Section titled “Setting up parental controls for the first time”
  1. Parental → toggle the master switch on.
  2. The category list activates.
  3. Turn on Adult. Turn on Gambling if relevant. Turn on Social Media if you want to limit kids’ screen time.
  4. Test from a phone on your WiFi: try to visit a blocked site. You should see a block page in 1–2 seconds.
  5. If a site you wanted to keep is blocked, add it to the Allowlist.

Allowing one site that got blocked by mistake

Section titled “Allowing one site that got blocked by mistake”
  1. Parental → scroll to Allowlist.
  2. Type the domain (my-favorite-blog.com). Tap Add.
  3. Wait 30–60 seconds for the cache to refresh.
  4. Retry the site — it should now resolve.

Temporarily disabling filtering for an evening

Section titled “Temporarily disabling filtering for an evening”
  1. Parental → toggle the master switch off.
  2. Filtering is paused; all categories are inactive.
  3. Browse normally for the evening.
  4. Toggle the switch back on when you’re done. Filtering resumes immediately.
  5. Every toggle is logged — you (and your operator) can see when filtering was on or off in the audit history.

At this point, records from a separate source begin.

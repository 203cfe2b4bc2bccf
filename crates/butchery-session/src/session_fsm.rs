//! Session state machine using rust-fsm.
//!
//! ```text
//!                  ┌─────────────────┐
//!                  │  Indeterminate  │ (initial, storage not read yet)
//!                  └────────┬────────┘
//!     NoStoredSession /     │     StoredSessionFound /
//!     Logout                │     Login
//!          ┌────────────────┴────────────────┐
//!          ▼                                 ▼
//! ┌─────────────────┐       Login      ┌─────────────────┐
//! │    LoggedOut    │ ───────────────► │    LoggedIn     │ ◄─┐ Login /
//! │                 │ ◄─────────────── │                 │ ──┘ AccessTokenRefreshed
//! └─────────────────┘      Logout      └─────────────────┘
//! ```
//!
//! Hydration inputs are only accepted from Indeterminate, so the storage
//! read resolves the state at most once.

use rust_fsm::*;
use serde::{Deserialize, Serialize};

state_machine! {
    #[derive(Debug, Clone, PartialEq, Eq)]
    pub session_machine(Indeterminate)

    Indeterminate => {
        StoredSessionFound => LoggedIn,
        NoStoredSession => LoggedOut,
        Login => LoggedIn,
        Logout => LoggedOut
    },
    LoggedOut => {
        Login => LoggedIn,
        Logout => LoggedOut
    },
    LoggedIn => {
        // Full pair replacement
        Login => LoggedIn,
        AccessTokenRefreshed => LoggedIn,
        Logout => LoggedOut
    }
}

pub use session_machine::Input as SessionMachineInput;
pub use session_machine::State as SessionMachineState;
pub use session_machine::StateMachine as SessionMachine;

/// Authentication state as seen by views.
#[derive(Debug, Clone, Copy, PartialEq, Eq, Serialize, Deserialize)]
#[serde(rename_all = "snake_case")]
pub enum SessionState {
    /// Durable storage has not been read yet. Render neither the logged-in
    /// nor the logged-out variant.
    Indeterminate,
    LoggedOut,
    LoggedIn,
}

impl SessionState {
    pub fn is_authenticated(&self) -> bool {
        matches!(self, SessionState::LoggedIn)
    }

    /// Returns true once the storage read (or an explicit login/logout) has
    /// settled the state.
    pub fn is_resolved(&self) -> bool {
        !matches!(self, SessionState::Indeterminate)
    }
}

impl From<&SessionMachineState> for SessionState {
    fn from(state: &SessionMachineState) -> Self {
        match state {
            SessionMachineState::Indeterminate => SessionState::Indeterminate,
            SessionMachineState::LoggedOut => SessionState::LoggedOut,
            SessionMachineState::LoggedIn => SessionState::LoggedIn,
        }
    }
}

impl std::fmt::Display for SessionState {
    fn fmt(&self, f: &mut std::fmt::Formatter<'_>) -> std::fmt::Result {
        let label = match self {
            SessionState::Indeterminate => "indeterminate",
            SessionState::LoggedOut => "logged_out",
            SessionState::LoggedIn => "logged_in",
        };
        f.write_str(label)
    }
}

A motivated user (e.g. a teenager) might try to bypass the DNS filter:

AttemptWhat happens
Set device DNS to 8.8.8.8 manuallyThe operator’s MikroTik NAT rule redirects port 53 traffic through the filter anyway.
Use DNS-over-HTTPS (DoH) directlyIf the ISP has configured DoH blocking, queries to public DoH providers (Cloudflare, Google) are also blocked, forcing devices back to the filtered resolver.
Use a VPNIf you’ve enabled the Proxy / VPN category, VPN provider sites are blocked — you’d have to manually allow one first.
Connect via cellular instead of WiFiNot bypassable from the parental controls — that’s a separate network and the operator’s filter doesn’t apply.

What the operator and the filtering resolver see:

  • The list of domains your household queries (DNS logs).
  • Aggregated category statistics.
  • Per-device hostnames (when TR-069 host reporting is on).

What they do not see:

  • The content of HTTPS pages (DNS only sees the hostname, not the URL).
  • Encrypted application traffic (Signal, WhatsApp message content).
  • Browsing history beyond the DNS layer.

For most home use this is comparable to using any public resolver like Cloudflare or NextDNS directly — the filtering happens on top.

CaseBehavior
Master toggle is offCategory toggles are visible but greyed out. Your settings are remembered for when you turn the master back on.
ISP changes engine from self-hosted to NextDNSYour category settings migrate; allow / block lists sync via the NextDNS API.
Block page is brokenSites still don’t load — but instead of a “blocked” page, you get a generic browser DNS error. The block is working; the operator just doesn’t have a custom block page configured.
Filtering is on but blocked sites still loadDNS may be cached. Restart the device, or wait 5–10 minutes for the cache to expire.

The Parental tab has no per-customer permission gate beyond the ISP-side master switch:

ConditionEffect
ISP has enabled the parental service for the networkTab is visible.
Customer JWT validTab can be used.
customer_username ownershipAll toggles apply only to your account.